No processo de indenização movido pela HYBE em meio à controvérsia sobre a disseminação de informações falsas relacionadas ao grupo ILLIT, o tribunal não acolheu o pedido dos autores.
No dia 8, o Tribunal Distrital do Oeste de Seul proferiu sentença desfavorável aos autores na ação de indenização movida pela HYBE, pela gravadora afiliada Belift Lab e por integrantes do ILLIT contra a produtora de conteúdo Fastview. A corte rejeitou integralmente as pretensões e determinou que os autores arquem com todos os custos do processo.
Anteriormente, em 2024, a HYBE alegou que alguns canais do YouTube, conhecidos como “cyber leakers” — canais de boatos —, vinham disseminando repetidamente informações falsas sobre o ILLIT, e ajuizou ações contra um total de sete canais, no valor de cerca de 280 milhões de won (aprox. R$ 1,0 milhão). Nesse processo, a Belift Lab e as integrantes do ILLIT também participaram como coautoras.

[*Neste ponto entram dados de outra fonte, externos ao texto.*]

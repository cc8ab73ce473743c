//! Compile command implementation

use super::output::{self, OutputFormat};
use crate::{CompiledStatement, CompilerOptions, compile};
use anyhow::{Context, Result};
use serde_json::json;
use std::fs;
use std::path::PathBuf;

/// Configuration for compile command
pub struct CompileConfig {
    pub file: PathBuf,
    pub options: CompilerOptions,
    pub format: OutputFormat,
    /// Raw bytecode of every statement, concatenated
    pub output_file: Option<PathBuf>,
}

/// Compile a file; false when any statement failed
pub fn compile_file(config: CompileConfig) -> Result<bool> {
    let source = output::read_source(&config.file)?;
    let result = compile(&source, config.options);

    for line in &result.lines {
        eprintln!("{line}");
    }

    match config.format {
        OutputFormat::Text => {
            if !result.diagnostics.is_empty() {
                eprintln!("{}", output::format_diagnostics(&result.diagnostics, &source));
            }
            for statement in &result.statements {
                println!("{}", describe(statement));
            }
        }
        OutputFormat::Json => {
            let statements: Vec<_> = result
                .statements
                .iter()
                .map(|s| {
                    json!({
                        "offset": s.offset,
                        "source": s.source,
                        "type": s.data_type.to_string(),
                        "code": output::hex(s.code.as_bytes()),
                    })
                })
                .collect();
            let report = json!({
                "success": result.success,
                "statements": statements,
                "diagnostics": result.diagnostics,
            });
            let text = serde_json::to_string_pretty(&report).context("Failed to serialize output")?;
            println!("{text}");
        }
    }

    if let Some(path) = &config.output_file {
        let bytes: Vec<u8> = result
            .statements
            .iter()
            .flat_map(|s| s.code.as_bytes().iter().copied())
            .collect();
        fs::write(path, &bytes).with_context(|| format!("Failed to write bytecode to {}", path.display()))?;
        eprintln!(
            "{}",
            output::format_success(&format!("{} bytes written to {}", bytes.len(), path.display()))
        );
    }

    Ok(result.success)
}

fn describe(statement: &CompiledStatement) -> String {
    let first_line = statement.source.lines().next().unwrap_or_default();
    format!(
        "{:>5}  {:>4} bytes  {}  : {}",
        statement.offset,
        statement.code.len(),
        first_line,
        statement.data_type
    )
}
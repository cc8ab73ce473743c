//! Output formatting utilities

use anyhow::{Context, Result};
use clap::ValueEnum;
use colored::Colorize;
use relq_diagnostics::{Diagnostic, render_diagnostic};
use std::fs;
use std::io::IsTerminal;
use std::path::Path;

/// When to colour terminal output
#[derive(Debug, Clone, Copy, PartialEq, Eq, Default, ValueEnum)]
pub enum ColorMode {
    #[default]
    Auto,
    Always,
    Never,
}

/// How results and diagnostics are printed
#[derive(Debug, Clone, Copy, PartialEq, Eq, Default, ValueEnum)]
pub enum OutputFormat {
    #[default]
    Text,
    Json,
}

/// Set up color output based on user preference
pub fn setup_colors(mode: ColorMode) {
    let enabled = match mode {
        ColorMode::Always => true,
        ColorMode::Never => false,
        ColorMode::Auto => std::io::stdout().is_terminal() && std::io::stderr().is_terminal(),
    };
    colored::control::set_override(enabled);
}

pub fn colors_enabled() -> bool {
    colored::control::SHOULD_COLORIZE.should_colorize()
}

pub fn format_error(error: &anyhow::Error) -> String {
    format!("{} {error:#}", "Error:".red().bold())
}

pub fn format_warning(warning: &str) -> String {
    format!("{} {warning}", "Warning:".yellow().bold())
}

pub fn format_success(message: &str) -> String {
    format!("{} {message}", "Success:".green().bold())
}

/// Render diagnostics against the text they were raised for
pub fn format_diagnostics(diagnostics: &[Diagnostic], source: &str) -> String {
    let color = colors_enabled();
    diagnostics
        .iter()
        .map(|d| render_diagnostic(d, source, color))
        .collect::<Vec<_>>()
        .join("\n")
}

pub fn read_source(path: &Path) -> Result<String> {
    fs::read_to_string(path).with_context(|| format!("Failed to read {}", path.display()))
}

/// Write text to a file, or print it when no file is given
pub fn write_output(content: &str, output_file: Option<&Path>) -> Result<()> {
    match output_file {
        Some(path) => {
            fs::write(path, content).with_context(|| format!("Failed to write output file: {}", path.display()))?;
            eprintln!("{}", format_success(&format!("Output written to {}", path.display())));
        }
        None => println!("{content}"),
    }
    Ok(())
}

/// Bytes as lowercase hex, two digits per byte
pub fn hex(bytes: &[u8]) -> String {
    bytes.iter().map(|b| format!("{b:02x}")).collect()
}

#[cfg(test)]
mod tests {
    use super::*;
    use relq_diagnostics::RQ0103;

    #[test]
    fn hex_pads_each_byte() {
        assert_eq!(hex(&[0, 1, 0xab]), "0001ab");
    }

    #[test]
    fn diagnostics_render_without_color() {
        setup_colors(ColorMode::Never);
        let diagnostic = Diagnostic::error(RQ0103, "type mismatch");
        assert_eq!(format_diagnostics(&[diagnostic], ""), "error[RQ0103]: type mismatch");
    }
}
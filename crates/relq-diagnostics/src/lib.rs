//! relq diagnostics and error handling
//!
//! This crate provides the error handling infrastructure shared by every
//! stage of the compiler: error codes, source locations, and the restartable
//! versus fatal error split the driver relies on.

mod error;
mod error_code;
mod render;
mod span;

pub use error::*;
pub use error_code::*;
pub use render::*;
pub use span::*;

/// Result type for relq operations
pub type Result<T> = std::result::Result<T, RelqError>;
use pretty_assertions::assert_eq;
use relq::cli::check::{CheckConfig, check};
use relq::cli::compile::{CompileConfig, compile_file};
use relq::cli::disasm::{DisasmConfig, disasm};
use relq::cli::output::OutputFormat;
use relq::{CompilerOptions, Severity, TraceLevel, compile, disassemble};
use rstest::rstest;
use std::fs;
use std::path::PathBuf;
use tempfile::TempDir;

fn source_file(dir: &TempDir, name: &str, text: &str) -> PathBuf {
    let path = dir.path().join(name);
    fs::write(&path, text).unwrap();
    path
}

#[test]
fn compile_keeps_good_statements() {
    let result = compile("a := 1\nb := a + 'x'\nc := a * 2", CompilerOptions::default());
    assert!(!result.success);
    assert_eq!(result.statements.len(), 2);
    assert_eq!(result.error_count(), 1);
    assert_eq!(result.warning_count(), 0);
}

#[test]
fn exec_without_evaluator_is_a_warning() {
    let result = compile("#exec on\n1 + 1", CompilerOptions::default());
    assert!(result.success);
    assert_eq!(result.diagnostics.len(), 1);
    assert_eq!(result.diagnostics[0].severity, Severity::Warning);
}

#[test]
fn trace_lines_are_collected() {
    let options = CompilerOptions::new().with_trace(TraceLevel::Disassembly);
    let result = compile("2 * 3", options);
    assert_eq!(result.lines[0], "> 2 * 3");
    assert_eq!(result.lines[1], ": number");
    assert_eq!(result.lines[2], disassemble(&result.statements[0].code).unwrap().trim_end());
}

#[test]
fn compile_writes_concatenated_bytecode() {
    let dir = TempDir::new().unwrap();
    let file = source_file(&dir, "prog.rq", "x := 1\nx + 1\n");
    let out = dir.path().join("prog.rqc");
    let ok = compile_file(CompileConfig {
        file,
        options: CompilerOptions::default(),
        format: OutputFormat::Json,
        output_file: Some(out.clone()),
    })
    .unwrap();
    assert!(ok);

    let expected = compile("x := 1\nx + 1\n", CompilerOptions::default());
    let bytes: Vec<u8> = expected
        .statements
        .iter()
        .flat_map(|s| s.code.as_bytes().to_vec())
        .collect();
    assert_eq!(fs::read(out).unwrap(), bytes);
}

#[rstest]
#[case("x := 1\nx * 2\n", true)]
#[case("x := 1\nx * 'two'\n", false)]
fn check_reports_failures(#[case] text: &str, #[case] expected: bool) {
    let dir = TempDir::new().unwrap();
    let file = source_file(&dir, "check.rq", text);
    let ok = check(CheckConfig {
        files: vec![file],
        strict: false,
        format: OutputFormat::Text,
        verbose: false,
    })
    .unwrap();
    assert_eq!(ok, expected);
}

#[test]
fn strict_check_fails_on_warnings() {
    let dir = TempDir::new().unwrap();
    let file = source_file(&dir, "warn.rq", "#exec on\n1\n");
    let config = |strict| CheckConfig {
        files: vec![file.clone()],
        strict,
        format: OutputFormat::Json,
        verbose: false,
    };
    assert!(check(config(false)).unwrap());
    assert!(!check(config(true)).unwrap());
}

#[test]
fn missing_file_is_an_error() {
    let dir = TempDir::new().unwrap();
    let err = disasm(DisasmConfig {
        file: dir.path().join("nope.rq"),
        output_file: None,
    })
    .unwrap_err();
    assert!(format!("{err:#}").contains("nope.rq"));
}

#[test]
fn disasm_writes_listing() {
    let dir = TempDir::new().unwrap();
    let file = source_file(&dir, "list.rq", "1 + 2\n");
    let out = dir.path().join("list.txt");
    assert!(
        disasm(DisasmConfig {
            file,
            output_file: Some(out.clone()),
        })
        .unwrap()
    );
    let listing = fs::read_to_string(out).unwrap();
    assert!(listing.contains("CALL +/2"), "{listing}");
    assert!(listing.trim_end().ends_with("END"), "{listing}");
}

O conteúdo questionado teria incluído alegações de que o ILLIT copiou o conceito ou as coreografias de outros artistas, além de suspeitas de que teria difamado outros artistas por meio de certas declarações. Em procedimento jurídico separado, confirmou-se que a Fastview era a responsável pelos canais PeopleBox e D Issue.
Contudo, o juízo de primeira instância não reconheceu a responsabilidade por danos. Embora os fundamentos específicos não tenham sido divulgados, na prática a estratégia jurídica da HYBE não obteve êxito na decisão inicial.
Enquanto isso, o ILLIT retornou recentemente com seu 4º mini-álbum “MAMIHLAPINATAPAI”.